Monday, July 13, 2015

Ten Rules I want Writers to follow


I was recently asked what rules, as I reader, I wish writers would follow. I came up with a few.



Rule #1: Don't preach at me. Tell the damn story... I think this is self explanatory.



Rule #2: Don't make up your own history, claim that you've done your research, and then NOT share your research. You are not Dan Brown, I don't tolerate it FROM Dan Brown, and I will waterboard the next schmuck who does that. Anyone want to test that threat? I'm a freaking historian. I know when you're lying you morons!!!!!



Rule #3: If you have an action sequence, HAVE an action sequence. I don't need blow-by-blow, but if your concept of a "fight" is "they fell to the roof and struggled with each other until they fell off," I will hurt you. Jack Higgins did that, and after that, I knew Sean Dillion series was doomed. I was writing like that when I was 16.



Rule #4: If you have a chapter, it has to be more than a paragraph long. If you only have snippets from a mad serial killer, we might forgive you if it's a handful of chapters. If it's your entire novel, you should be beaten to death with the hard copy.... I'm looking at you, James Patterson.



Rule #5: Vampires only sparkle IF THEY'RE ON FIRE.



Rule #6: Fantasy authors, please, for the love of God, if you're going to have a system of magic set in a modern environment, please explain where magic comes from. [Ahem: Dear Madam Rowling, where do wizards get their powers FROM? Why do they actually need wands? Why can some spells not require any wands?  A paragraph over your 7 novels would have been fine to explain any of this]



Rule #7: Stop giving me stupid villains. Just stop. Please.

Rule #7b: Stop giving me insipid heroes. Just ... don't.

Rule #7c: In fact, Stephen King, just stop writing entirely.



Rule #8: While we're at it, SOMEONE HAVE AN ORIGINAL IDEA. I don't care if you've been a bestseller for 20 years, stop pumping out books like they're an obligation. I'm looking at you King ... Higgins ... Patterson ... Pat Cornwell ... Nora Roberts does consistently better and original ideas than you twits, and she's a ROMANCE NOVELIST.  Gah.

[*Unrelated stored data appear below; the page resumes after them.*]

impl<I, W> Parser for CalcParser<I, W>
where
    I: FusedIterator<Item = u8>,
    W: Write,
{
    type Source = CalcLexer<I>;
    type Prod = Prod;
    type Error = CalcError;

    fn ctx(&self) -> &ParserCtx<CalcLexer<I>, Prod> {
        &self.ctx
    }

    fn ctx_mut(&mut self) -> &mut ParserCtx<CalcLexer<I>, Prod> {
        &mut self.ctx
    }

    fn reduce(&mut self, prod: Prod) -> Result<(), CalcError> {
        match prod {
            Prod::ListNil => {
                // list :
                self.ctx.values_push(CalcToken {
                    token_id: TokenID::List,
                    value: TokenValue::None,
                    span: None,
                });
            }
            Prod::ListStat | Prod::ListErr => {
                // list : list stat '\n'  |  list error '\n'
                let newline = self.ctx.values_pop();
                let _discarded = self.ctx.values_pop();
                let mut list = self.ctx.values_pop();
                list.token_id = TokenID::List;
                list.merge_span(&newline.span);
                self.ctx.values_push(list);
            }
            Prod::StatExpr => {
                // stat : expr
                let mut stat = self.ctx.values_pop();
                if let TokenValue::Number(result) = stat.value {
                    writeln!(self.out, "{result}")?;
                }
                stat.token_id = TokenID::Stat;
                self.ctx.values_push(stat);
            }
            Prod::StatAssign => {
                // stat : LETTER '=' expr
                let expr = self.ctx.values_pop();
                let _equals = self.ctx.values_pop();
                let ident = self.ctx.values_pop();
                let TokenValue::Register(name) = ident.value else {
                    unreachable!()
                };
                // a poisoned right-hand side leaves the register untouched
                if let TokenValue::Number(result) = expr.value {
                    self.regs.set(name, result);
                }
                let mut stat = expr;
                stat.token_id = TokenID::Stat;
                stat.merge_span(&ident.span);
                self.ctx.values_push(stat);
            }
            Prod::ExprParen => {
                // expr : '(' expr ')'
                let rparen = self.ctx.values_pop();
                let mut expr = self.ctx.values_pop();
                let lparen = self.ctx.values_pop();
                expr.merge_span(&lparen.span);
                expr.merge_span(&rparen.span);
                self.ctx.values_push(expr);
            }
            Prod::ExprAdd
            | Prod::ExprSub
            | Prod::ExprMul
            | Prod::ExprDiv
            | Prod::ExprRem
            | Prod::ExprAnd
            | Prod::ExprOr => self.binary(prod),
            Prod::ExprNeg => {
                // expr : '-' expr
                let mut expr = self.ctx.values_pop();
                let minus = self.ctx.values_pop();
                expr.merge_span(&minus.span);
                expr.value = match expr.value {
                    TokenValue::Number(operand) => match value::neg(operand) {
                        Ok(result) => TokenValue::Number(result),
                        Err(err) => {
                            self.report_eval(err, expr.span);
                            TokenValue::Poison
                        }
                    },
                    TokenValue::Poison => TokenValue::Poison,
                    _ => unreachable!(),
                };
                self.ctx.values_push(expr);
            }
            Prod::ExprReg => {
                // expr : LETTER
                let mut expr = self.ctx.values_pop();
                expr.token_id = TokenID::Expr;
                let TokenValue::Register(name) = expr.value else {
                    unreachable!()
                };
                expr.value = match self.regs.get(name) {
                    Ok(stored) => TokenValue::Number(stored),
                    Err(err) => {
                        self.report_eval(err, expr.span);
                        TokenValue::Poison
                    }
                };
                self.ctx.values_push(expr);
            }
            Prod::ExprNum => {
                // expr : number
                let mut expr = self.ctx.values_pop();
                expr.token_id = TokenID::Expr;
                self.ctx.values_push(expr);
            }
            Prod::NumDigit => {
                // number : DIGIT
                let mut number = self.ctx.values_pop();
                number.token_id = TokenID::Number;
                self.ctx.values_push(number);
            }
        }
        Ok(())
    }

    fn report(&mut self, diagnostic: &SyntaxDiagnostic) {
        self.diagnostics.push(diagnostic.to_string());
    }
}

#[cfg(test)]
mod tests {
    use super::*;

    fn init_logger() {
        let _ = env_logger::builder().is_test(true).try_init();
    }

    fn run(source: &str) -> (String, Vec<String>, ParserStats) {
        init_logger();
        let mut out = Vec::new();
        let mut parser = CalcParser::new(source.bytes(), &mut out);
        let stats = parser.run().expect("session should accept");
        let diagnostics = parser.diagnostics().to_vec();
        drop(parser);
        (String::from_utf8(out).unwrap(), diagnostics, stats)
    }

    #[test]
    fn multiplicative_binds_tighter_than_additive() {
        let (out, diags, _) = run("2 + 3 * 4\n");
        assert_eq!(out, "14\n");
        assert!(diags.is_empty());
    }

    #[test]
    fn bitwise_operators_are_left_associative() {
        let (out, _, _) = run("2 & 3 | 4\n");
        assert_eq!(out, "6\n"); // (2 & 3) | 4
    }

    #[test]
    fn and_binds_tighter_than_or() {
        let (out, _, _) = run("2 | 1 & 0\n");
        assert_eq!(out, "2\n"); // 2 | (1 & 0)
    }

    #[test]
    fn assignment_stores_and_prints_nothing() {
        let (out, diags, _) = run("a = 7\na\n");
        assert_eq!(out, "7\n");
        assert!(diags.is_empty());
    }

    #[test]
    fn last_write_wins() {
        let (out, _, _) = run("a = 7\na\na = 2\na\n");
        assert_eq!(out, "7\n2\n");
    }

    #[test]
    fn registers_persist_across_statements() {
        let (out, _, _) = run("a = 3\na * a + a\n");
        assert_eq!(out, "12\n");
    }

    #[test]
    fn parentheses_override_precedence() {
        let (out, _, _) = run("( 1 + 2 ) * 3\n");
        assert_eq!(out, "9\n");
    }

    #[test]
    fn unary_minus() {
        let (out, _, _) = run("- 9\n");
        assert_eq!(out, "-9\n");
    }

    #[test]
    fn unary_minus_binds_tighter_than_multiplication() {
        let (out, _, _) = run("- 2 * 3\n");
        assert_eq!(out, "-6\n");
    }

    #[test]
    fn binary_and_unary_minus_combine() {
        let (out, _, _) = run("0 - 9\n1 - - 2\n");
        assert_eq!(out, "-9\n3\n");
    }

    #[test]
    fn subtraction_is_left_associative() {
        let (out, _, _) = run("9 - 2 - 3\n");
        assert_eq!(out, "4\n");
    }

    #[test]
    fn modulo_of_equal_operands() {
        let (out, _, _) = run("5 % 5\n");
        assert_eq!(out, "0\n");
    }

    #[test]
    fn missing_final_newline_is_tolerated() {
        let (out, _, _) = run("2 + 3");
        assert_eq!(out, "5\n");
    }

    #[test]
    fn empty_and_blank_input_accepts() {
        let (out, diags, stats) = run("");
        assert_eq!(out, "");
        assert!(diags.is_empty());
        assert_eq!(stats.syntax_errors, 0);

        let (out, diags, _) = run("\n\n\n");
        assert_eq!(out, "");
        assert!(diags.is_empty());
    }

    #[test]
    fn interior_blank_lines_are_skipped() {
        let (out, _, _) = run("2 + 3\n\n4 * 4\n");
        assert_eq!(out, "5\n16\n");
    }

    #[test]
    fn recovery_resumes_on_the_next_line() {
        let (out, diags, stats) = run("2 + + 3\n1 + 1\n");
        assert_eq!(stats.syntax_errors, 1);
        assert_eq!(diags.len(), 1);
        assert!(diags[0].starts_with("syntax error"), "{}", diags[0]);
        // the malformed line prints nothing; the next one evaluates
        assert_eq!(out, "2\n");
    }

    #[test]
    fn diagnostic_names_the_token_and_suggests_up_to_four() {
        let (_, diags, _) = run("2 + * 3\n");
        assert_eq!(
            diags,
            vec!["syntax error: unexpected '*', expecting DIGIT or LETTER or '-' or '('"]
        );
    }

    #[test]
    fn terse_diagnostics_collapse_to_the_bare_message() {
        init_logger();
        let mut out = Vec::new();
        let mut parser =
            CalcParser::new("* 1\n".bytes(), &mut out).verbose_diagnostics(false);
        parser.run().unwrap();
        assert_eq!(parser.diagnostics(), ["syntax error"]);
    }

    #[test]
    fn unknown_characters_surface_as_syntax_errors() {
        // `7` has already been reduced (and printed) as a statement by the
        // time the stray byte is seen; the error is reported at the point
        // where only a newline could follow
        let (out, diags, stats) = run("7 $ 3\n2\n");
        assert_eq!(stats.syntax_errors, 1);
        assert_eq!(
            diags,
            vec!["syntax error: unexpected $unk, expecting '\\n'"]
        );
        assert_eq!(out, "7\n2\n");
    }

    #[test]
    fn division_by_zero_is_distinct_and_does_not_end_the_session() {
        let (out, diags, stats) = run("4 / 0\n8 / 2\n");
        // reported as an evaluation failure, not a syntax error, and the
        // poisoned statement prints nothing
        assert_eq!(stats.syntax_errors, 0);
        assert_eq!(
            diags,
            vec!["evaluation error: division by zero on line 1"]
        );
        assert_eq!(out, "4\n");
    }

    #[test]
    fn modulo_by_zero_is_reported() {
        let (out, diags, _) = run("4 % 0\n");
        assert_eq!(out, "");
        assert_eq!(diags, vec!["evaluation error: modulo by zero on line 1"]);
    }

    #[test]
    fn poison_does_not_cascade_into_extra_reports() {
        let (out, diags, _) = run("1 + 4 / 0 + 2\n");
        assert_eq!(out, "");
        assert_eq!(diags.len(), 1);
    }

    #[test]
    fn read_before_write_is_reported_and_prints_nothing() {
        let (out, diags, stats) = run("x\n1\n");
        assert_eq!(stats.syntax_errors, 0);
        assert_eq!(
            diags,
            vec!["evaluation error: register 'x' read before assignment on line 1"]
        );
        assert_eq!(out, "1\n");
    }

    #[test]
    fn poisoned_assignment_leaves_the_register_unchanged() {
        init_logger();
        let mut out = Vec::new();
        let mut parser = CalcParser::new("a = 5\na = 1 / 0\na\n".bytes(), &mut out);
        parser.run().unwrap();
        assert_eq!(parser.registers().get('a').unwrap(), 5);
        assert_eq!(parser.diagnostics().len(), 1);
        drop(parser);
        assert_eq!(String::from_utf8(out).unwrap(), "5\n");
    }

    #[test]
    fn engine_counters_for_a_simple_statement() {
        let (_, _, stats) = run("1 + 2\n");
        // DIGIT '+' DIGIT '\n' $end
        assert_eq!(stats.tokens, 5);
        assert_eq!(stats.shifts, 4);
        // ListNil, 2x NumDigit, 2x ExprNum, ExprAdd, StatExpr, ListStat
        assert_eq!(stats.reductions, 8);
    }

    #[test]
    fn errors_on_consecutive_lines_report_once() {
        // the second bad line hits while the recovery counter is still
        // draining, so its report is suppressed as a cascading failure
        let (out, diags, stats) = run("2 +\n) 1\n3\n");
        assert_eq!(stats.syntax_errors, 1);
        assert_eq!(diags.len(), 1);
        assert_eq!(out, "3\n");
    }

    #[test]
    fn separated_errors_are_each_reported() {
        // a clean statement between the bad lines fully exits recovery
        // mode, so both errors are reported
        let (out, diags, stats) = run("2 +\n1\n) 2\n3\n");
        assert_eq!(stats.syntax_errors, 2);
        assert_eq!(diags.len(), 2);
        assert_eq!(out, "1\n3\n");
    }
}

Rule #9: Stop with the utterly dark nonsense. I'm tired of the same dystopian universes, the same miserable outlooks on humanity, and the same anti-heroes. Snake Plisskin only works once. Twice if you make him into a Metal Gear character. After that I'M BORED. You can give me an anti-hero if he's well-developed, likable, smart. You can stop giving me the same depressing, dark, amoral character who actually HAS no character development.  Even the book Codename: Winterborn, which has been compared to Escape from New York, went out of its way to describe how society works, how people life, how there's an economy. I never want to see another Escape from New York or Terminator universe unless they're in Escape from New York or the Terminator universe



Rule #10: Stop, stop STOP making professional soldiers into sociopathic Redshirt canon fodder while the plucky hero WITH ZERO COMBAT EXPERIENCE gets out alive.  Thank you



5 comments:

  1. *sigh of relief* I'm glad I'm not the only person who looked at a Nora Roberts book and said, "Hey, that's a nifty idea" then looked up, shocked because I was in a grocery store, and somebody might SEE me buy a Nora Roberts book. (Nora, it's not your fault. Honest. I was scarred at a young age by insipid horrible nasty romance that was really really awful. Or if it had a good idea, it was written about badly. No, it wasn't the romance novelist that I am allegedly related to. I don't even know her handle, or what she writes. Forgive me.)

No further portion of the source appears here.